En février déjà, Pékin avait publié un «plan de paix» en douze points, sans s'efforcer ensuite de le mettre en œuvre. Les critiques soupçonnent surtout un motif derrière la soudaine disposition de Xi Jinping à discuter: les déclarations controversées de Lu Shaye, l'ambassadeur chinois en France, lors d'une interview télévisée.
Le diplomate, peu diplomatique, avait alors remis en question la souveraineté des Etats issus de l'Union soviétique. Les déclarations de Lu ont suscité l'indignation en Europe et notamment dans les trois Etats baltes, ce qui a poussé le ministère des Affaires étrangères de Pékin à souligner que le statut des anciennes républiques soviétiques était respecté. Cela vaut également pour l'Ukraine.
L'entretien téléphonique de Xi Jinping avec Volodymyr Zelensky était une nouvelle tentative de limiter les dégâts. Car la Chine s'efforce ces derniers temps d'entretenir de bonnes relations avec les Européens pour des raisons économiques entre autres. Mais Pékin espère également pouvoir s'immiscer dans les rapports entre l'Europe et les Etats-Unis, notamment dans le conflit autour de Taïwan.
Un rôle de médiateur dans la guerre d'Ukraine serait alors le bienvenu. Parallèlement, Xi aspire à un ordre mondial «multipolaire», avec la Chine et la Russie comme contrepoids à l'Occident et surtout aux Etats-Unis. Pékin n'a donc aucun intérêt à ce que la Russie sorte affaiblie ou même vaincue de la guerre, spécule-t-on.
Les Chinois ne se font pas d'illusions sur leurs chances de succès. «Personne ne pense que la Russie et l'Ukraine sont actuellement prêtes à discuter», a déclaré Yun Sun, directrice du programme chinois au Stimson Center de Washington, à CNN. La Chine espère toutefois étendre son influence diplomatique et créer de la bonne volonté en Europe.
Les intérêts économiques pourraient également jouer un rôle. Avant la guerre, la Chine était le principal partenaire commercial de l'Ukraine et le plus gros acheteur de maïs. Pékin se taille la part du lion dans les exportations rendues possibles par l'accord sur les céréales. A Kiev, on espère que les Chinois participeront à la reconstruction à grande échelle.

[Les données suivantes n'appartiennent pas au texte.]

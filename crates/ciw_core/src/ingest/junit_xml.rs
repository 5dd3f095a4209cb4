use std::path::Path;

use quick_xml::events::{BytesStart, Event};
use quick_xml::Reader;
use tracing::{debug, info};

use crate::aggregate::{build_report, build_suite};
use crate::classify::{classify, corrected_failures, XmlCaseEvidence, XML_STATUS_RULES};
use crate::domain::{Failure, Report, Test, TestStatus};
use crate::error::AppError;

use super::artifact_stem;

/// Typed view of a JUnit-style document before normalization.
#[derive(Debug, Clone, Default, PartialEq)]
pub struct XmlSuiteDocument {
    /// `name` attribute of a `<testsuites>` wrapper, when present.
    pub name: Option<String>,
    /// Every `<testsuite>` in document order, nested ones flattened.
    pub suites: Vec<XmlSuite>,
}

#[derive(Debug, Clone, Default, PartialEq)]
pub struct XmlSuite {
    pub name: Option<String>,
    pub declared_tests: Option<i64>,
    pub declared_failures: Option<i64>,
    pub declared_skipped: Option<i64>,
    pub cases: Vec<XmlCase>,
}

#[derive(Debug, Clone, Default, PartialEq)]
pub struct XmlCase {
    pub name: String,
    pub time: f64,
    pub children: Vec<XmlCaseChild>,
}

#[derive(Debug, Clone, Default, PartialEq, Eq)]
pub struct XmlCaseChild {
    pub element: String,
    pub message: Option<String>,
    pub text: String,
}

fn local_name(e: &BytesStart<'_>) -> String {
    String::from_utf8_lossy(e.local_name().as_ref()).into_owned()
}

fn attr(e: &BytesStart<'_>, key: &str, path: &Path) -> Result<Option<String>, AppError> {
    for a in e.attributes() {
        let a = a.map_err(|err| AppError::parse("PARSE_XML_FAILED", path, err))?;
        if a.key.local_name().as_ref() == key.as_bytes() {
            let v = a
                .unescape_value()
                .map_err(|err| AppError::parse("PARSE_XML_FAILED", path, err))?;
            return Ok(Some(v.trim().to_string()));
        }
    }
    Ok(None)
}

fn attr_i64(e: &BytesStart<'_>, key: &str, path: &Path) -> Result<Option<i64>, AppError> {
    Ok(attr(e, key, path)?.and_then(|v| v.parse::<i64>().ok()))
}

fn attr_seconds(e: &BytesStart<'_>, path: &Path) -> Result<f64, AppError> {
    Ok(attr(e, "time", path)?
        .and_then(|v| v.replace(',', "").parse::<f64>().ok())
        .filter(|t| t.is_finite() && *t >= 0.0)
        .unwrap_or(0.0))
}

fn suite_from(e: &BytesStart<'_>, path: &Path) -> Result<XmlSuite, AppError> {
    Ok(XmlSuite {
        name: attr(e, "name", path)?,
        declared_tests: attr_i64(e, "tests", path)?,
        declared_failures: attr_i64(e, "failures", path)?,
        declared_skipped: attr_i64(e, "skipped", path)?,
        cases: Vec::new(),
    })
}

fn case_from(e: &BytesStart<'_>, path: &Path) -> Result<XmlCase, AppError> {
    Ok(XmlCase {
        name: attr(e, "name", path)?.unwrap_or_default(),
        time: attr_seconds(e, path)?,
        children: Vec::new(),
    })
}

fn child_from(e: &BytesStart<'_>, path: &Path) -> Result<XmlCaseChild, AppError> {
    Ok(XmlCaseChild {
        element: local_name(e),
        message: attr(e, "message", path)?.filter(|m| !m.is_empty()),
        text: String::new(),
    })
}

/// Read a JUnit-style document into its typed form.
///
/// Only structural problems (malformed markup, unexpected root) are errors; odd attribute
/// values are tolerated and cleaned up during normalization.
pub fn read_xml_suite_document(xml: &str, path: &Path) -> Result<XmlSuiteDocument, AppError> {
    let mut reader = Reader::from_str(xml);
    reader.config_mut().trim_text(true);

    let mut doc = XmlSuiteDocument::default();
    // Indices into `doc.suites` for the currently open `<testsuite>` elements.
    let mut open_suites: Vec<usize> = Vec::new();
    let mut case: Option<XmlCase> = None;
    let mut child: Option<XmlCaseChild> = None;
    let mut depth = 0usize;
    let mut saw_root = false;

    loop {
        let event = reader
            .read_event()
            .map_err(|err| AppError::parse("PARSE_XML_FAILED", path, err))?;
        match event {
            Event::Start(ref e) | Event::Empty(ref e) => {
                let is_empty = matches!(event, Event::Empty(_));
                let name = local_name(e);
                if depth == 0 {
                    if name != "testsuites" && name != "testsuite" {
                        return Err(AppError::new(
                            "PARSE_XML_UNEXPECTED_ROOT",
                            "XML artifact is not a JUnit-style suite document",
                        )
                        .with_details(format!("path={}; root={name}", path.display())));
                    }
                    saw_root = true;
                }

                if case.is_some() {
                    // Direct children of a testcase are the status evidence; anything nested
                    // deeper only contributes text.
                    if child.is_none() {
                        let c = child_from(e, path)?;
                        if is_empty {
                            if let Some(case) = case.as_mut() {
                                case.children.push(c);
                            }
                        } else {
                            child = Some(c);
                        }
                    }
                } else {
                    match name.as_str() {
                        "testsuites" if depth == 0 => {
                            doc.name = attr(e, "name", path)?;
                        }
                        "testsuite" => {
                            doc.suites.push(suite_from(e, path)?);
                            if !is_empty {
                                open_suites.push(doc.suites.len() - 1);
                            }
                        }
                        "testcase" => {
                            let c = case_from(e, path)?;
                            if is_empty {
                                if let Some(idx) = open_suites.last() {
                                    doc.suites[*idx].cases.push(c);
                                }
                            } else {
                                case = Some(c);
                            }
                        }
                        _ => {}
                    }
                }

                if !is_empty {
                    depth += 1;
                }
            }
            Event::Text(ref t) => {
                if let Some(c) = child.as_mut() {
                    let text = t
                        .unescape()
                        .map_err(|err| AppError::parse("PARSE_XML_FAILED", path, err))?;
                    c.text.push_str(&text);
                }
            }
            Event::CData(t) => {
                if let Some(c) = child.as_mut() {
                    c.text.push_str(&String::from_utf8_lossy(&t.into_inner()));
                }
            }
            Event::End(ref e) => {
                depth = depth.saturating_sub(1);
                let name = String::from_utf8_lossy(e.local_name().as_ref()).into_owned();
                match name.as_str() {
                    "testcase" if child.is_none() => {
                        if let Some(c) = case.take() {
                            if let Some(idx) = open_suites.last() {
                                doc.suites[*idx].cases.push(c);
                            }
                        }
                    }
                    "testsuite" if case.is_none() => {
                        open_suites.pop();
                    }
                    _ => {
                        // Closing a direct child of the current testcase.
                        if let Some(c) = child.as_ref() {
                            if c.element == name {
                                if let (Some(c), Some(case)) = (child.take(), case.as_mut()) {
                                    case.children.push(c);
                                }
                            }
                        }
                    }
                }
            }
            Event::Eof => break,
            _ => {}
        }
    }

    if !saw_root {
        return Err(AppError::new(
            "PARSE_XML_FAILED",
            "XML artifact contains no root element",
        )
        .with_details(format!("path={}", path.display())));
    }
    if depth != 0 {
        return Err(AppError::new("PARSE_XML_FAILED", "XML artifact is truncated")
            .with_details(format!("path={}; open_elements={depth}", path.display())));
    }

    Ok(doc)
}

fn failure_text(child: &XmlCaseChild) -> String {
    let text = child.text.trim();
    match (child.message.as_deref(), text.is_empty()) {
        (Some(m), false) => format!("{m}\n{text}"),
        (Some(m), true) => m.to_string(),
        (None, false) => text.to_string(),
        (None, true) => child.element.clone(),
    }
}

fn normalize_case(case: XmlCase) -> Test {
    let evidence = XmlCaseEvidence {
        children: case.children.iter().map(|c| c.element.clone()).collect(),
    };
    let status = classify(&evidence, XML_STATUS_RULES);
    let failures = if status == TestStatus::Fail {
        case.children
            .iter()
            .filter(|c| c.element != "skipped" && c.element != "pending")
            .map(|c| Failure::new(failure_text(c)))
            .collect()
    } else {
        Vec::new()
    };
    Test {
        name: case.name,
        status,
        time: case.time,
        failures,
    }
}

fn resolved_name(name: Option<String>, fallback: &str) -> String {
    match name {
        Some(n) if !n.is_empty() && n != "null" => n,
        _ => fallback.to_string(),
    }
}

/// Normalize a typed XML document into one canonical report.
pub fn xml_document_to_report(doc: XmlSuiteDocument, path: &Path) -> Report {
    let stem = artifact_stem(path);
    let mut suites = Vec::new();

    for suite in doc.suites {
        let declared = suite.declared_tests.unwrap_or(0);
        if declared <= 0 {
            info!(
                path = %path.display(),
                suite = suite.name.as_deref().unwrap_or(""),
                declared_tests = ?suite.declared_tests,
                "dropping suite container without a positive test count"
            );
            continue;
        }

        let name = resolved_name(suite.name, &stem);
        let tests: Vec<Test> = suite.cases.into_iter().map(normalize_case).collect();
        let normalized = build_suite(name, tests);

        let reported = corrected_failures(
            suite.declared_failures.unwrap_or(0),
            suite.declared_skipped.unwrap_or(0),
        );
        if reported != normalized.failures {
            debug!(
                path = %path.display(),
                suite = %normalized.name,
                reported,
                derived = normalized.failures,
                "declared failure count differs from classified cases"
            );
        }
        suites.push(normalized);
    }

    build_report(resolved_name(doc.name, &stem), suites)
}

pub fn parse_junit_xml(xml: &str, path: &Path) -> Result<Report, AppError> {
    let doc = read_xml_suite_document(xml, path)?;
    Ok(xml_document_to_report(doc, path))
}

C'est probablement l'une des raisons pour lesquelles le gouvernement ukrainien s'est abstenu de critiquer la Chine, malgré son parti pris pour la Russie. La balance pourrait désormais s'équilibrer quelque peu, mais il serait présomptueux d'espérer une fin rapide de la guerre. Les Ukrainiens ne laisseront pas la Chine les empêcher de mener leur contre-offensive.